Brandon Hunter-Haydon: Well, I think if... Discussing risk and being real about that, around where you're at and where you want to be at the event, the occasion, is so important. And there's actually a great workbook, called "The Conscious Sexual Self Workbook." It's really great. But I think part of it is getting in touch with — giving yourself permission to get in touch with the way you want to feel. There's a felt sense we feel in our body, we have an image of it in our imagination. We can channel all of our experience.
Caitlin V: And I would add, find a mentor. So, if you want to go experience something like being a puppy at a party, you know, naturally you'd like to have an opportunity to ask what kinds of things might come up that you haven't yet anticipated. And if you are willing to go and ask someone if it's okay for them to share their experience with you in advance of you taking bigger, larger, and more vulnerable steps into that space, I think it's really great to build a support network, even if it's just one person at a time, to be behind you and support you as you enter into these new [indiscernible]. Sometimes really scary territory.
Karen Yates: Right. “How to discover new fantasies?”

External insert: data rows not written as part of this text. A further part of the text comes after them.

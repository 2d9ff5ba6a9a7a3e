//! hmeta-schemas
//!
//! Shared data model for the gateway metadata API: table identities,
//! table customization, relationship declarations, and the request envelopes
//! sent to the metadata endpoint.
//!
//! Pure types and serde glue. No IO.

mod configuration;
mod relationship;
mod request;
mod serde_util;
mod table;

pub use configuration::{Configuration, CustomRootFields};
pub use relationship::{
    ArrayRelationship, ArrayRelationshipUsing, ForeignKeyColumns, Named, ObjectRelationship,
    ObjectRelationshipUsing, RelationshipKind, RemoteForeignKey,
};
pub use request::{
    CreateArrayRelationshipArgs, CreateObjectRelationshipArgs, MetadataRequest,
    ObjectRelationshipColumns, SetTableCustomizationArgs, TrackTableArgs,
    EXPORT_METADATA_VERSION,
};
pub use serde_util::null_as_default;
pub use table::{DeclaredTable, Table};
//! Table customization with open JSON objects.
//!
//! The gateway keeps adding fields to its customization objects. Anything this
//! crate does not model lands in `additional_properties` on decode and is
//! written back verbatim on encode, so a read-modify-write cycle never drops
//! settings owned by someone else.
//!
//! Known fields and bag keys are disjoint after decode. On encode a bag entry
//! that collides with a known key is skipped: the typed field wins.

use std::collections::BTreeMap;

use serde::ser::SerializeMap;
use serde::{Deserialize, Serialize, Serializer};
use serde_json::{Map, Value};

use crate::null_as_default;

const CONFIGURATION_KNOWN_KEYS: &[&str] =
    &["custom_name", "custom_root_fields", "custom_column_names"];

const CUSTOM_ROOT_FIELDS_KNOWN_KEYS: &[&str] = &[
    "select",
    "select_by_pk",
    "select_aggregate",
    "insert",
    "insert_one",
    "update",
    "update_by_pk",
    "delete",
    "delete_by_pk",
];

fn write_additional<M: SerializeMap>(
    map: &mut M,
    additional: &Map<String, Value>,
    known: &[&str],
) -> Result<(), M::Error> {
    for (key, value) in additional {
        if !known.contains(&key.as_str()) {
            map.serialize_entry(key, value)?;
        }
    }
    Ok(())
}

// ---------------------------------------------------------------------------
// CustomRootFields
// ---------------------------------------------------------------------------

/// Overrides for the generated root field names of a tracked table.
///
/// `None` means "let the gateway generate it" and is omitted on the wire.
#[derive(Clone, Debug, Default, PartialEq, Deserialize)]
#[serde(from = "CustomRootFieldsWire")]
pub struct CustomRootFields {
    pub select: Option<String>,
    pub select_by_pk: Option<String>,
    pub select_aggregate: Option<String>,
    pub insert: Option<String>,
    pub insert_one: Option<String>,
    pub update: Option<String>,
    pub update_by_pk: Option<String>,
    pub delete: Option<String>,
    pub delete_by_pk: Option<String>,

    /// Fields the gateway returned that are not modelled above.
    pub additional_properties: Map<String, Value>,
}

#[derive(Deserialize)]
struct CustomRootFieldsWire {
    #[serde(default)]
    select: Option<String>,
    #[serde(default)]
    select_by_pk: Option<String>,
    #[serde(default)]
    select_aggregate: Option<String>,
    #[serde(default)]
    insert: Option<String>,
    #[serde(default)]
    insert_one: Option<String>,
    #[serde(default)]
    update: Option<String>,
    #[serde(default)]
    update_by_pk: Option<String>,
    #[serde(default)]
    delete: Option<String>,
    #[serde(default)]
    delete_by_pk: Option<String>,
    #[serde(flatten)]
    additional_properties: Map<String, Value>,
}

impl From<CustomRootFieldsWire> for CustomRootFields {
    fn from(w: CustomRootFieldsWire) -> Self {
        Self {
            select: w.select,
            select_by_pk: w.select_by_pk,
            select_aggregate: w.select_aggregate,
            insert: w.insert,
            insert_one: w.insert_one,
            update: w.update,
            update_by_pk: w.update_by_pk,
            delete: w.delete,
            delete_by_pk: w.delete_by_pk,
            additional_properties: w.additional_properties,
        }
    }
}

impl CustomRootFields {
    /// The conventional naming scheme: plural `select`, singular `select_by_pk`,
    /// and `insert`/`update`/`delete` prefixes in camelCase.
    pub fn conventional(singular: &str, plural: &str) -> Self {
        let upper = |s: &str| {
            let mut chars = s.chars();
            match chars.next() {
                Some(c) => c.to_uppercase().collect::<String>() + chars.as_str(),
                None => String::new(),
            }
        };
        let (one, many) = (upper(singular), upper(plural));

        Self {
            select: Some(plural.to_string()),
            select_by_pk: Some(singular.to_string()),
            select_aggregate: Some(format!("{plural}Aggregate")),
            insert: Some(format!("insert{many}")),
            insert_one: Some(format!("insert{one}")),
            update: Some(format!("update{many}")),
            update_by_pk: Some(format!("update{one}")),
            delete: Some(format!("delete{many}")),
            delete_by_pk: Some(format!("delete{one}")),
            additional_properties: Map::new(),
        }
    }

    fn known(&self) -> [(&'static str, &Option<String>); 9] {
        [
            ("select", &self.select),
            ("select_by_pk", &self.select_by_pk),
            ("select_aggregate", &self.select_aggregate),
            ("insert", &self.insert),
            ("insert_one", &self.insert_one),
            ("update", &self.update),
            ("update_by_pk", &self.update_by_pk),
            ("delete", &self.delete),
            ("delete_by_pk", &self.delete_by_pk),
        ]
    }
}

impl Serialize for CustomRootFields {
    fn serialize<S: Serializer>(&self, serializer: S) -> Result<S::Ok, S::Error> {
        let mut map = serializer.serialize_map(None)?;
        for (key, value) in self.known() {
            if let Some(v) = value {
                map.serialize_entry(key, v)?;
            }
        }
        write_additional(
            &mut map,
            &self.additional_properties,
            CUSTOM_ROOT_FIELDS_KNOWN_KEYS,
        )?;
        map.end()
    }
}

// ---------------------------------------------------------------------------
// Configuration
// ---------------------------------------------------------------------------

/// Customization of a tracked table: display name, root field names and
/// column renames.
#[derive(Clone, Debug, Default, PartialEq, Deserialize)]
#[serde(from = "ConfigurationWire")]
pub struct Configuration {
    pub custom_name: Option<String>,
    pub custom_root_fields: CustomRootFields,
    pub custom_column_names: BTreeMap<String, String>,

    /// Fields the gateway returned that are not modelled above
    /// (`column_config`, `comment`, ...).
    pub additional_properties: Map<String, Value>,
}

#[derive(Deserialize)]
struct ConfigurationWire {
    #[serde(default)]
    custom_name: Option<String>,
    #[serde(default, deserialize_with = "null_as_default")]
    custom_root_fields: CustomRootFields,
    #[serde(default, deserialize_with = "null_as_default")]
    custom_column_names: BTreeMap<String, String>,
    #[serde(flatten)]
    additional_properties: Map<String, Value>,
}

impl From<ConfigurationWire> for Configuration {
    fn from(w: ConfigurationWire) -> Self {
        Self {
            custom_name: w.custom_name,
            custom_root_fields: w.custom_root_fields,
            custom_column_names: w.custom_column_names,
            additional_properties: w.additional_properties,
        }
    }
}

impl Configuration {
    pub fn with_custom_name(mut self, name: impl Into<String>) -> Self {
        self.custom_name = Some(name.into());
        self
    }

    pub fn with_root_fields(mut self, fields: CustomRootFields) -> Self {
        self.custom_root_fields = fields;
        self
    }

    pub fn with_column(mut self, column: impl Into<String>, exposed: impl Into<String>) -> Self {
        self.custom_column_names.insert(column.into(), exposed.into());
        self
    }
}

impl Serialize for Configuration {
    fn serialize<S: Serializer>(&self, serializer: S) -> Result<S::Ok, S::Error> {
        let mut map = serializer.serialize_map(None)?;
        if let Some(name) = &self.custom_name {
            map.serialize_entry("custom_name", name)?;
        }
        map.serialize_entry("custom_root_fields", &self.custom_root_fields)?;
        map.serialize_entry("custom_column_names", &self.custom_column_names)?;
        write_additional(
            &mut map,
            &self.additional_properties,
            CONFIGURATION_KNOWN_KEYS,
        )?;
        map.end()
    }
}

// ---------------------------------------------------------------------------
// Tests
// ---------------------------------------------------------------------------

Mx. Maya: I really love talking with my friends about fantasies and our sex lives. I find that it is the best way to kind of, A., get to know my friends a little bit better, in a more interesting environment, but also, there's so many interesting things that I would never have thought of. And we can kind of almost build new fantasies together sometimes. I had a friend — I have a partner who gave a partner of his, my metamor, an enema with glitter. Not something I would have thought about, but she really wanted to shit glitter like a unicorn.
Caitlin V: Same.
Mx. Maya: All right. [audience laughter] So maybe somebody tonight in this audience just found out that they're into shitting glitter like a unicorn. One up for pony play, unicorn play. Talking with people, looking up different things online, finding new and interesting forms of porn, finding some interesting checklists of just weird things that you might not have known you were into, but strike a chord within you.
Karen Yates: Next question. "I'm afraid my partner will be horrified by my fantasy. It's a doable fantasy, but there's no way he will consent to it, I'm sure." [big pause]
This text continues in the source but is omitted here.